Several years later, a wave of anti-Japanese nativism sentiments and restrictions on Japanese immigration, starting with the Gentlemen's Agreement of 1907, caused a subsequent decline in the acceptance of Japanese cuisine. After the outbreak of World War II, Japanese-American restaurants on the West Coast were generally forced to close and sell off their businesses due to internment orders on their proprietors. One restaurant that reopened after the war to serve sushi was Matsuno Sushi (Matsu-no-sushi) in Little Tokyo, Los Angeles. This restaurant had been in business at least since 1938 or 1939, and by 1949, it was back serving sushi (featuring local bluefin tuna) for lunch. But the maki and inari they served was not shaped by hand by trained chefs, but molded in cookie-cutters.

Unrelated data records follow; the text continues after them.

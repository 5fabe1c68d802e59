//! Group model

use chrono::{DateTime, Utc};
use serde::{Deserialize, Serialize};
use sqlx::FromRow;
use uuid::Uuid;

use crate::utils::errors::{GatherError, Result};
use crate::utils::helpers::{clearable_text, optional_text, require_capacity, require_text};

#[derive(Debug, Clone, Serialize, Deserialize, FromRow, PartialEq)]
pub struct Group {
    pub id: Uuid,
    pub name: String,
    pub description: Option<String>,
    pub is_private: bool,
    pub creator_id: Uuid,
    #[sqlx(rename = "member_ids")]
    pub members: Vec<Uuid>,
    pub max_participants: i32,
    pub created_at: DateTime<Utc>,
    pub updated_at: DateTime<Utc>,
}

impl Group {
    /// Build a new group; the creator is its first member
    pub fn new(creator_id: Uuid, request: CreateGroupRequest) -> Self {
        let now = Utc::now();
        Self {
            id: Uuid::new_v4(),
            name: request.name,
            description: request.description,
            is_private: request.is_private,
            creator_id,
            members: vec![creator_id],
            max_participants: request.max_participants,
            created_at: now,
            updated_at: now,
        }
    }

    /// Apply already-validated field changes; an empty description clears it
    pub fn apply(&mut self, request: &UpdateGroupRequest) {
        if let Some(name) = &request.name {
            self.name = name.clone();
        }
        if let Some(description) = &request.description {
            self.description = optional_text(Some(description.clone()));
        }
        if let Some(is_private) = request.is_private {
            self.is_private = is_private;
        }
        if let Some(max_participants) = request.max_participants {
            self.max_participants = max_participants;
        }
        self.updated_at = Utc::now();
    }

    pub fn is_full(&self) -> bool {
        self.members.len() >= self.max_participants.max(0) as usize
    }
}

#[derive(Debug, Clone, Serialize, Deserialize)]
pub struct CreateGroupRequest {
    pub name: String,
    pub description: Option<String>,
    #[serde(default)]
    pub is_private: bool,
    pub max_participants: i32,
}

impl CreateGroupRequest {
    /// Check and normalize the request
    pub fn validate(self) -> Result<Self> {
        Ok(Self {
            name: require_text("name", &self.name)?,
            description: optional_text(self.description),
            is_private: self.is_private,
            max_participants: require_capacity(self.max_participants)?,
        })
    }
}

#[derive(Debug, Clone, Default, Serialize, Deserialize)]
pub struct UpdateGroupRequest {
    pub name: Option<String>,
    pub description: Option<String>,
    pub is_private: Option<bool>,
    pub max_participants: Option<i32>,
}

impl UpdateGroupRequest {
    /// Check and normalize the request
    pub fn validate(self) -> Result<Self> {
        let request = Self {
            name: self.name.as_deref().map(|n| require_text("name", n)).transpose()?,
            description: clearable_text(self.description),
            is_private: self.is_private,
            max_participants: self.max_participants.map(require_capacity).transpose()?,
        };

        if request.name.is_none()
            && request.description.is_none()
            && request.is_private.is_none()
            && request.max_participants.is_none()
        {
            return Err(GatherError::InvalidInput("No fields to update".to_string()));
        }
        Ok(request)
    }
}

#[cfg(test)]
mod tests {
    use super::*;

    fn sample_request() -> CreateGroupRequest {
        CreateGroupRequest {
            name: "Weekend hikers".to_string(),
            description: Some("Trails every Saturday".to_string()),
            is_private: false,
            max_participants: 2,
        }
    }

    #[test]
    fn test_creator_is_first_member() {
        let creator = Uuid::new_v4();
        let group = Group::new(creator, sample_request().validate().unwrap());
        assert_eq!(group.members, vec![creator]);
        assert!(!group.is_full());
    }

    #[test]
    fn test_private_flag_defaults_to_public() {
        let request: CreateGroupRequest =
            serde_json::from_str(r#"{"name":"Chess","max_participants":4}"#).unwrap();
        assert!(!request.is_private);
    }

    #[test]
    fn test_validation() {
        let mut request = sample_request();
        request.name = "  ".to_string();
        assert!(request.validate().is_err());

        assert!(UpdateGroupRequest::default().validate().is_err());
        let update = UpdateGroupRequest { is_private: Some(true), ..Default::default() };
        assert!(update.validate().is_ok());
    }
}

The Kawafuku restaurant in Little Tokyo has been credited with being the "first true sushi bar" in the United States, that is to say, the first to serve sushi from a trained sushi chef in the country. Some sources accept the claim made by a man named Noritoshi Kanai that he was the person instrumental in persuading Kawafuku's owner to start the sushi section. Kanai has also claimed to be the person who coined the term "sushi bar". Kanai headed the Tokyo-based arm of Mutual Trading, an importer of Japanese food ingredients that served Kawafuku and other restaurants. The first sushi chef in America according to this account was Shigeo Saito, and some sources paint the chef as the principal figure who brought real sushi to the U.S.

Articles that gave positive views of tourism to Japan and Japanese cuisine began appearing in the media in the United States in the 1950s, paving the way to the public accepting different kinds of Japanese cuisine.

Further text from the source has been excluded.